(PROVIDED ENTRIES)

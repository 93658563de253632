//! Fotobox Gallery - Configuration
//!
//! Paths and naming rules for the date-partitioned photo tree.

use std::path::{Path, PathBuf};
use chrono::{DateTime, Utc};
use serde::{Deserialize, Serialize};

/// Extensions recognized as photos inside active date folders
pub const ACTIVE_EXTENSIONS: &[&str] = &["jpg", "jpeg", "png", "svg"];

/// Extensions recognized inside the trash folder (broader, for display)
pub const TRASH_EXTENSIONS: &[&str] = &["jpg", "jpeg", "png", "gif", "webp", "svg"];

/// Name of the metadata side-table inside the trash folder
pub const METADATA_FILE_NAME: &str = ".metadata.json";

/// Gallery configuration
#[derive(Debug, Clone, Serialize, Deserialize)]
pub struct GalleryConfig {
    /// Root directory holding date folders and the trash folder
    pub photo_root: PathBuf,
    /// Trash folder name (kept compatible with existing installations)
    pub trash_dir_name: String,
    /// Suffix appended to the date part of folder names
    pub partition_suffix: String,
}

impl Default for GalleryConfig {
    fn default() -> Self {
        Self {
            photo_root: PathBuf::from("./photos"),
            trash_dir_name: "papierkorb".into(),
            partition_suffix: "_Photobooth".into(),
        }
    }
}

impl GalleryConfig {
    /// Create a config rooted at the given directory
    pub fn new<P: AsRef<Path>>(photo_root: P) -> Self {
        Self {
            photo_root: photo_root.as_ref().to_path_buf(),
            ..Default::default()
        }
    }

    /// Full path of the trash folder
    pub fn trash_dir(&self) -> PathBuf {
        self.photo_root.join(&self.trash_dir_name)
    }

    /// Full path of the metadata side-table
    pub fn metadata_path(&self) -> PathBuf {
        self.trash_dir().join(METADATA_FILE_NAME)
    }

    /// Full path of a date folder by its identifier
    pub fn partition_path(&self, partition_id: &str) -> PathBuf {
        self.photo_root.join(partition_id)
    }

    /// Folder identifier for a calendar day, e.g. `20250101_Photobooth`
    pub fn partition_id_for(&self, when: DateTime<Utc>) -> String {
        format!("{}{}", when.format("%Y%m%d"), self.partition_suffix)
    }

    /// Check whether a directory name is a date folder (`YYYYMMDD` + suffix)
    pub fn is_partition_name(&self, name: &str) -> bool {
        if name == self.trash_dir_name {
            return false;
        }
        let Some(date_part) = name.strip_suffix(self.partition_suffix.as_str()) else {
            return false;
        };
        date_part.len() == 8 && date_part.bytes().all(|b| b.is_ascii_digit())
    }
}

/// Check a filename against an extension set, case-insensitively
pub fn has_extension(name: &str, extensions: &[&str]) -> bool {
    Path::new(name)
        .extension()
        .and_then(|ext| ext.to_str())
        .map(|ext| {
            let ext = ext.to_ascii_lowercase();
            extensions.iter().any(|e| *e == ext)
        })
        .unwrap_or(false)
}
//! Fotobox Gallery - Unified Public API
//!
//! Single entry point for the routing layer. Every operation returns a
//! serializable outcome with a success flag, a human-readable message
//! and operation-specific counts; no error ever escapes this surface.

use serde::Serialize;
use walkdir::WalkDir;

use crate::config::GalleryConfig;
use crate::error::GalleryError;
use crate::index::{DatePartition, PhotoRecord};
use crate::lifecycle::{BatchReport, LifecycleManager, PurgeReport};
use crate::trash_store::{TrashEntry, TrashStore};

// ═══════════════════════════════════════════════════════════════════════════════
// OUTCOME TYPES
// ═══════════════════════════════════════════════════════════════════════════════

/// Structured result of a state-changing operation
#[derive(Debug, Clone, Serialize)]
pub struct OperationOutcome {
    pub success: bool,
    pub message: String,
    /// Trash-resident name after a trash operation
    #[serde(skip_serializing_if = "Option::is_none")]
    pub trash_name: Option<String>,
    /// Name after a restore operation
    #[serde(skip_serializing_if = "Option::is_none")]
    pub restored_name: Option<String>,
    /// Date folder involved in the operation
    #[serde(skip_serializing_if = "Option::is_none")]
    pub partition: Option<String>,
    /// Batch counters, present for folder/all operations
    #[serde(skip_serializing_if = "Option::is_none")]
    pub batch: Option<BatchReport>,
    /// Purge counters, present for purge-all
    #[serde(skip_serializing_if = "Option::is_none")]
    pub purge: Option<PurgeReport>,
}

impl OperationOutcome {
    fn ok(message: impl Into<String>) -> Self {
        Self {
            success: true,
            message: message.into(),
            trash_name: None,
            restored_name: None,
            partition: None,
            batch: None,
            purge: None,
        }
    }

    fn failed(err: &GalleryError) -> Self {
        Self {
            success: false,
            ..Self::ok(err.to_string())
        }
    }
}

/// Result of a listing operation
#[derive(Debug, Clone, Serialize)]
pub struct Listing<T> {
    pub success: bool,
    pub message: String,
    pub items: Vec<T>,
}

impl<T> Listing<T> {
    fn of(items: Vec<T>) -> Self {
        Self {
            success: true,
            message: format!("{} entries", items.len()),
            items,
        }
    }

    fn failed(err: &GalleryError) -> Self {
        Self {
            success: false,
            message: err.to_string(),
            items: Vec::new(),
        }
    }
}

/// A trashed photo joined with its restore hint, for display
#[derive(Debug, Clone, Serialize)]
pub struct TrashedListing {
    #[serde(flatten)]
    pub photo: PhotoRecord,
    /// Side-table entry, absent when no restore hint exists
    #[serde(skip_serializing_if = "Option::is_none")]
    pub entry: Option<TrashEntry>,
}

/// Tree-wide statistics
#[derive(Debug, Clone, Serialize)]
pub struct GalleryStats {
    pub folders: usize,
    pub active_photos: usize,
    pub trashed_photos: usize,
    /// Recursive byte total of the whole photo root
    pub total_bytes: u64,
}

// ═══════════════════════════════════════════════════════════════════════════════
// GALLERY API
// ═══════════════════════════════════════════════════════════════════════════════

/// Fotobox Gallery API
///
/// # Example
///
/// ```rust,ignore
/// use fotobox_gallery::GalleryApi;
///
/// let api = GalleryApi::new("/srv/fotobox/photos");
/// let outcome = api.trash_photo("IMG_0042.jpg");
/// assert!(outcome.success);
/// api.restore_photo(outcome.trash_name.as_deref().unwrap());
/// ```
pub struct GalleryApi {
    manager: LifecycleManager,
}

impl GalleryApi {
    pub fn new<P: AsRef<std::path::Path>>(photo_root: P) -> Self {
        Self::with_config(GalleryConfig::new(photo_root))
    }

    pub fn with_config(config: GalleryConfig) -> Self {
        Self {
            manager: LifecycleManager::new(config),
        }
    }

    pub fn config(&self) -> &GalleryConfig {
        self.manager.config()
    }

    // ═══════════════════════════════════════════════════════════════════════
    // LISTINGS
    // ═══════════════════════════════════════════════════════════════════════

    /// Date folders currently holding photos, newest first
    pub fn list_folders(&self) -> Listing<DatePartition> {
        match self.manager.index().list_partitions() {
            Ok(folders) => Listing::of(folders),
            Err(e) => Listing::failed(&e),
        }
    }

    /// Photos of one folder, or of the whole tree, newest first
    pub fn list_photos(&self, folder: Option<&str>) -> Listing<PhotoRecord> {
        match self.manager.index().list_photos(folder) {
            Ok(photos) => Listing::of(photos),
            Err(e) => Listing::failed(&e),
        }
    }

    /// Trashed photos with their restore hints, newest first
    pub fn list_trash(&self) -> Listing<TrashedListing> {
        let store = TrashStore::new(self.config().clone()).load();
        match self.manager.index().list_trash() {
            Ok(photos) => Listing::of(
                photos
                    .into_iter()
                    .map(|photo| {
                        let entry = store.get(&photo.filename).cloned();
                        TrashedListing { photo, entry }
                    })
                    .collect(),
            ),
            Err(e) => Listing::failed(&e),
        }
    }

    // ═══════════════════════════════════════════════════════════════════════
    // LIFECYCLE OPERATIONS
    // ═══════════════════════════════════════════════════════════════════════

    /// Soft-delete one photo into the trash folder
    pub fn trash_photo(&self, filename: &str) -> OperationOutcome {
        match self.manager.trash_one(filename) {
            Ok(trashed) => OperationOutcome {
                trash_name: Some(trashed.trash_name.clone()),
                partition: trashed.source_partition.clone(),
                ..OperationOutcome::ok(format!("Moved {} to trash", trashed.trash_name))
            },
            Err(e) => OperationOutcome::failed(&e),
        }
    }

    /// Soft-delete every photo of one date folder
    pub fn trash_folder(&self, folder: &str) -> OperationOutcome {
        match self.manager.trash_folder(folder) {
            Ok(report) => OperationOutcome {
                partition: Some(folder.to_string()),
                batch: Some(report),
                ..OperationOutcome::ok(format!(
                    "Trashed folder {}: {} moved, {} errors",
                    folder, report.moved, report.errors
                ))
            },
            Err(e) => OperationOutcome::failed(&e),
        }
    }

    /// Soft-delete every photo in the tree
    pub fn trash_all(&self) -> OperationOutcome {
        match self.manager.trash_all() {
            Ok(report) => OperationOutcome {
                batch: Some(report),
                ..OperationOutcome::ok(format!(
                    "Trashed all photos: {} moved, {} errors, {} skipped",
                    report.moved, report.errors, report.skipped
                ))
            },
            Err(e) => OperationOutcome::failed(&e),
        }
    }

    /// Bring one trashed photo back into its date folder
    pub fn restore_photo(&self, filename: &str) -> OperationOutcome {
        match self.manager.restore_one(filename) {
            Ok(restored) => OperationOutcome {
                restored_name: Some(restored.restored_name.clone()),
                partition: Some(restored.partition.clone()),
                ..OperationOutcome::ok(format!(
                    "Restored {} into {}",
                    restored.restored_name, restored.partition
                ))
            },
            Err(e) => OperationOutcome::failed(&e),
        }
    }

    /// Permanently delete one trashed photo
    pub fn purge_photo(&self, filename: &str) -> OperationOutcome {
        match self.manager.purge_one(filename) {
            Ok(()) => OperationOutcome::ok(format!("Permanently deleted {filename}")),
            Err(e) => OperationOutcome::failed(&e),
        }
    }

    /// Permanently delete everything in the trash, metadata included
    pub fn purge_all(&self) -> OperationOutcome {
        match self.manager.purge_all() {
            Ok(report) => OperationOutcome {
                purge: Some(report),
                ..OperationOutcome::ok(format!("Emptied trash: {} deleted", report.deleted))
            },
            Err(e) => OperationOutcome::failed(&e),
        }
    }

    // ═══════════════════════════════════════════════════════════════════════
    // STATISTICS
    // ═══════════════════════════════════════════════════════════════════════

    /// Tree-wide counters and byte totals
    pub fn stats(&self) -> GalleryStats {
        let index = self.manager.index();
        let folders = index.list_partitions().map(|p| p.len()).unwrap_or(0);
        let active_photos = index.list_photos(None).map(|p| p.len()).unwrap_or(0);
        let trashed_photos = index.list_trash().map(|p| p.len()).unwrap_or(0);

        let total_bytes = WalkDir::new(&self.config().photo_root)
            .into_iter()
            .filter_map(|entry| entry.ok())
            .filter(|entry| entry.file_type().is_file())
            .filter_map(|entry| entry.metadata().ok())
            .map(|meta| meta.len())
            .sum();

        GalleryStats {
            folders,
            active_photos,
            trashed_photos,
            total_bytes,
        }
    }
}

#[cfg(test)]
mod tests {
    use super::*;
    use tempfile::tempdir;

    fn put_photo(root: &std::path::Path, partition: &str, name: &str) {
        let dir = root.join(partition);
        std::fs::create_dir_all(&dir).unwrap();
        std::fs::write(dir.join(name), name.as_bytes()).unwrap();
    }

    #[test]
    fn test_outcomes_never_panic_on_missing_targets() {
        let dir = tempdir().unwrap();
        let api = GalleryApi::new(dir.path());

        let outcome = api.trash_photo("ghost.jpg");
        assert!(!outcome.success);
        assert!(outcome.message.contains("ghost.jpg"));

        assert!(!api.restore_photo("ghost.jpg").success);
        assert!(!api.purge_photo("ghost.jpg").success);
        assert!(!api.trash_folder("20990101_Photobooth").success);
    }

    #[test]
    fn test_trash_and_restore_through_api() {
        let dir = tempdir().unwrap();
        put_photo(dir.path(), "20250101_Photobooth", "foo.jpg");

        let api = GalleryApi::new(dir.path());
        let trashed = api.trash_photo("foo.jpg");
        assert!(trashed.success);
        assert_eq!(trashed.trash_name.as_deref(), Some("foo.jpg"));

        let listing = api.list_trash();
        assert!(listing.success);
        assert_eq!(listing.items.len(), 1);
        assert!(listing.items[0].entry.is_some());

        let restored = api.restore_photo("foo.jpg");
        assert!(restored.success);
        assert_eq!(restored.partition.as_deref(), Some("20250101_Photobooth"));
    }

    #[test]
    fn test_outcome_serialization_shape() {
        let dir = tempdir().unwrap();
        put_photo(dir.path(), "20250101_Photobooth", "foo.jpg");

        let api = GalleryApi::new(dir.path());
        let json = serde_json::to_value(api.trash_all()).unwrap();

        assert_eq!(json["success"], true);
        assert_eq!(json["batch"]["moved"], 1);
        // Absent fields are omitted entirely
        assert!(json.get("trash_name").is_none());
    }

    #[test]
    fn test_stats_counts_tree() {
        let dir = tempdir().unwrap();
        put_photo(dir.path(), "20250101_Photobooth", "a.jpg");
        put_photo(dir.path(), "20250101_Photobooth", "b.jpg");

        let api = GalleryApi::new(dir.path());
        let stats = api.stats();
        assert_eq!(stats.folders, 1);
        assert_eq!(stats.active_photos, 2);
        assert_eq!(stats.trashed_photos, 0);
        assert!(stats.total_bytes > 0);
    }
}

(End PROVIDED ENTRIES)

__WHAT TO DO__
Look over the records above and copy each line that includes the string "Permanently".

__SOLUTION__
    /// Permanently delete one trashed photo
            Ok(()) => OperationOutcome::ok(format!("Permanently deleted {filename}")),
    /// Permanently delete everything in the trash, metadata included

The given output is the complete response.